It’s not even Thanksgiving yet, but the Christmas aisles have been stocked for weeks already. Commercials for Black Friday “doorbusters” are rampant, and there is even controversy about some stores beginning their sales on Thanksgiving Day this year.
The holiday materialism debate is not new: on one side, many families have incorporated Black Friday into their family gatherings. On the other side, many families join with Charlie Brown, who in 1965 first groaned about “Christmas going commercial”.
Don’t get us wrong — Christmas gifts can be a fun way to show love and appreciation for family and friends; in fact, one of the five “love languages” is gift-giving! But we need to be careful: if we feed into the messages of the marketers and give our kids everything they want for Christmas, gifts can become a detriment.
“The Price of Privilege”
In her recent book, psychologist Dr. Madeline Levine shares her research about the detrimental effects material abundance can have on children, especially teens:
“[Parents] tend to shower their children with material goods, hoping to buy compliance with parents’ goals as well as divert attention away from their children’s unhappiness.”
However ,“…past age eleven or twelve, increases in material wealth do not translate into advantages in emotional health; on the contrary, they can translate into significant disadvantages”, such as a rate of depression three times the national average.
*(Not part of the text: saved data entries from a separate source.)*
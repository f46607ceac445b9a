//! Event detail page with the registration form and live attendee list.

use event_types::{ApiError, Event, NewAttendee};
use gloo_net::http::Request;
use yew::prelude::*;

use crate::components::{AttendeeList, Loading, Toast, ToastMessage};

/// Properties for EventPage.
#[derive(Properties, PartialEq)]
pub struct EventPageProps {
    pub event_id: String,
}

/// Event detail page component.
#[function_component(EventPage)]
pub fn event_page(props: &EventPageProps) -> Html {
    let event = use_state(|| None::<Event>);
    let loading = use_state(|| true);
    let toast = use_state(|| None::<ToastMessage>);
    let event_id = props.event_id.clone();

    // Fetch the event
    {
        let event = event.clone();
        let loading = loading.clone();
        let toast = toast.clone();
        let event_id = event_id.clone();

        use_effect_with(event_id.clone(), move |_| {
            wasm_bindgen_futures::spawn_local(async move {
                match Request::get(&format!("/api/events/{}", event_id)).send().await {
                    Ok(resp) if resp.ok() => {
                        if let Ok(data) = resp.json::<Event>().await {
                            event.set(Some(data));
                        }
                    }
                    Ok(resp) => {
                        let message = match resp.json::<ApiError>().await {
                            Ok(err) => err.message,
                            Err(_) => resp.status_text(),
                        };
                        toast.set(Some(ToastMessage::error(message)));
                    }
                    Err(e) => {
                        toast.set(Some(ToastMessage::error(e.to_string())));
                    }
                }
                loading.set(false);
            });
        });
    }

    let notify = {
        let toast = toast.clone();
        Callback::from(move |message: ToastMessage| toast.set(Some(message)))
    };

    let dismiss = {
        let toast = toast.clone();
        Callback::from(move |_| toast.set(None))
    };

    let toast_view = if let Some(message) = (*toast).clone() {
        html! { <Toast {message} on_dismiss={dismiss} /> }
    } else {
        html! {}
    };

    if *loading {
        return html! { <Loading /> };
    }

    let Some(event_data) = event.as_ref() else {
        return html! {
            <div>
                <div class="card">
                    <h1>{"Event Not Found"}</h1>
                    <p>{"The requested event could not be found."}</p>
                </div>
                { toast_view }
            </div>
        };
    };

    html! {
        <div>
            <RegistrationCard event={event_data.clone()} notify={notify} />
            { toast_view }
        </div>
    }
}

/// Properties for RegistrationCard.
#[derive(Properties, PartialEq)]
struct RegistrationCardProps {
    event: Event,
    notify: Callback<ToastMessage>,
}

/// Registration form card, with the live attendee list below it.
#[function_component(RegistrationCard)]
fn registration_card(props: &RegistrationCardProps) -> Html {
    let name = use_state(String::new);
    let event_id = props.event.id;

    let on_name_input = {
        let name = name.clone();
        Callback::from(move |e: InputEvent| {
            let input: web_sys::HtmlInputElement = e.target_unchecked_into();
            name.set(input.value());
        })
    };

    let on_submit = {
        let name = name.clone();
        let notify = props.notify.clone();

        Callback::from(move |e: SubmitEvent| {
            e.prevent_default();

            let name = name.clone();
            let notify = notify.clone();
            let new = NewAttendee {
                name: (*name).clone(),
                event_id,
            };

            wasm_bindgen_futures::spawn_local(async move {
                let request = match Request::post("/api/attendees").json(&new) {
                    Ok(request) => request,
                    Err(e) => {
                        notify.emit(ToastMessage::error(e.to_string()));
                        return;
                    }
                };

                match request.send().await {
                    Ok(resp) if resp.ok() => {
                        name.set(String::new());
                        notify.emit(ToastMessage::success("You're signed up!"));
                    }
                    Ok(resp) => {
                        let message = match resp.json::<ApiError>().await {
                            Ok(err) => err.message,
                            Err(_) => resp.status_text(),
                        };
                        notify.emit(ToastMessage::error(message));
                    }
                    Err(e) => {
                        notify.emit(ToastMessage::error(e.to_string()));
                    }
                }
            });
        })
    };

    html! {
        <div class="card registration-card">
            <div class="card-header">
                <h1 class="card-title">{ &props.event.name }</h1>
            </div>
            <p class="text-secondary">{ &props.event.description }</p>
            <p class="event-host">{ format!("🎤 {}", props.event.host) }</p>
            <p class="event-location">{ format!("📍 {}", props.event.location) }</p>

            <form onsubmit={on_submit}>
                <label for="name">{"Name"}</label>
                <input
                    id="name"
                    type="text"
                    class="name-input"
                    placeholder="Your name"
                    required={true}
                    value={(*name).clone()}
                    oninput={on_name_input}
                />
                <button type="submit" class="btn btn-primary">
                    {"Sign me up"}
                </button>
            </form>

            <AttendeeList {event_id} notify={props.notify.clone()} />
        </div>
    }
}
//! Home page listing all events.

use event_types::Event;
use gloo_net::http::Request;
use yew::prelude::*;

use crate::components::{EventCard, Loading};

/// Home page component.
#[function_component(HomePage)]
pub fn home_page() -> Html {
    let events = use_state(Vec::<Event>::new);
    let loading = use_state(|| true);

    {
        let events = events.clone();
        let loading = loading.clone();

        use_effect_with((), move |_| {
            wasm_bindgen_futures::spawn_local(async move {
                match Request::get("/api/events").send().await {
                    Ok(resp) => {
                        if let Ok(data) = resp.json::<Vec<Event>>().await {
                            events.set(data);
                        }
                    }
                    Err(e) => {
                        web_sys::console::error_1(
                            &format!("Failed to fetch events: {}", e).into(),
                        );
                    }
                }
                loading.set(false);
            });
        });
    }

    if *loading {
        return html! { <Loading /> };
    }

    html! {
        <div>
            <h1>{"Upcoming Events"}</h1>

            if events.is_empty() {
                <div class="card">
                    <p>{"No events yet."}</p>
                </div>
            } else {
                <div class="event-list">
                    { for events.iter().map(|event| {
                        html! { <EventCard event={event.clone()} /> }
                    })}
                </div>
            }
        </div>
    }
}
“The kids I see,” writes Levine, “have been given all kinds of material advantages, yet feel that they have nothing genuine to anchor their lives to. They lack spontaneity, creativity, enthusiasm, and, most disturbingly, the capacity for pleasure.”
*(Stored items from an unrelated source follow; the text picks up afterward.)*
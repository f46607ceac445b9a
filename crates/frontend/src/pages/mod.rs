//! Page components.

mod event;
mod home;

pub use event::EventPage;
pub use home::HomePage;
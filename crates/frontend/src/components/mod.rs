//! Reusable UI components.

mod attendee_list;
mod event_card;
mod loading;
mod toast;

pub use attendee_list::AttendeeList;
pub use event_card::EventCard;
pub use loading::Loading;
pub use toast::{Toast, ToastMessage};
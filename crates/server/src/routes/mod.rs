//! API route handlers.

mod attendees;
mod events;
mod ws;

pub use attendees::*;
pub use events::*;
pub use ws::*;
In other words, these children face a dearth of meaningful connection and values, which makes them feel empty inside. Parents try to fill their children’s lives by giving them everything they want, but this just breeds more emptiness because fulfillment doesn’t come from things.
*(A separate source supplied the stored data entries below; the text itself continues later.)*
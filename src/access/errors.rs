//! # Access Errors
//!
//! Denial signals raised by the host's require-access collaborators.

use thiserror::Error;

/// Result type for access checks
pub type AccessResult<T> = Result<T, AccessError>;

/// Why the caller may not perform a write
#[derive(Debug, Clone, PartialEq, Eq, Error)]
pub enum AccessError {
    /// Caller has none of the required channels
    #[error("missing channel access")]
    MissingChannelAccess,

    /// Caller has none of the required roles
    #[error("missing role")]
    MissingRole,

    /// Caller is not one of the required users
    #[error("wrong user")]
    WrongUser,
}

impl AccessError {
    /// Returns the stable string code
    pub fn code(&self) -> &'static str {
        match self {
            AccessError::MissingChannelAccess => "SYNC_ACCESS_MISSING_CHANNEL",
            AccessError::MissingRole => "SYNC_ACCESS_MISSING_ROLE",
            AccessError::WrongUser => "SYNC_ACCESS_WRONG_USER",
        }
    }
}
What Kids REALLY Want for Christmas
So what do kids really want?
“Study after study shows that teens want more, not less, time with their parents, yet parents regularly overestimate the amount of time they spend with their teenagers,” writes Levine.
Another study showed that over half of teens wish they could honestly discuss “Religious matters” with their parents.
Your kids don’t want more flashy stuff for Christmas — they want YOU! They need YOU!
Dr. Bill Doherty, Director of the Marriage and Family Therapy program at the University of Minnesota, has identified family time as a key factor for kids’ well being: “Research shows that the most important thing a child can do to assure long-term well being is eat meals with his or her family. The more meals together, the better!”
This holiday season, think about what values your family traditions and gift-giving practices communicate to your child. Is the focus on the gifts and on getting fulfillment from the next, best, and shiniest new toy? Or is the focus on using this time to connect more deeply as a family, deepening relationships to each other and to Christ?
Having a vision that fits our values when we celebrate Christmas could be the most valuable gift of all.
A note from Jim Jackson: Perhaps you’ll join Lynne and me in the movement within our own home to not buy and present gifts to each other this Christmas. We are instead using our Christmas budget to support ministry to those without means as we consider the teaching in 1 John 3:17-18: “If anyone has material possessions and sees a brother or sister in need but has no pity on them, how can the love of God be in that person? Dear children, let us not love with words or speech but with actions and in truth.”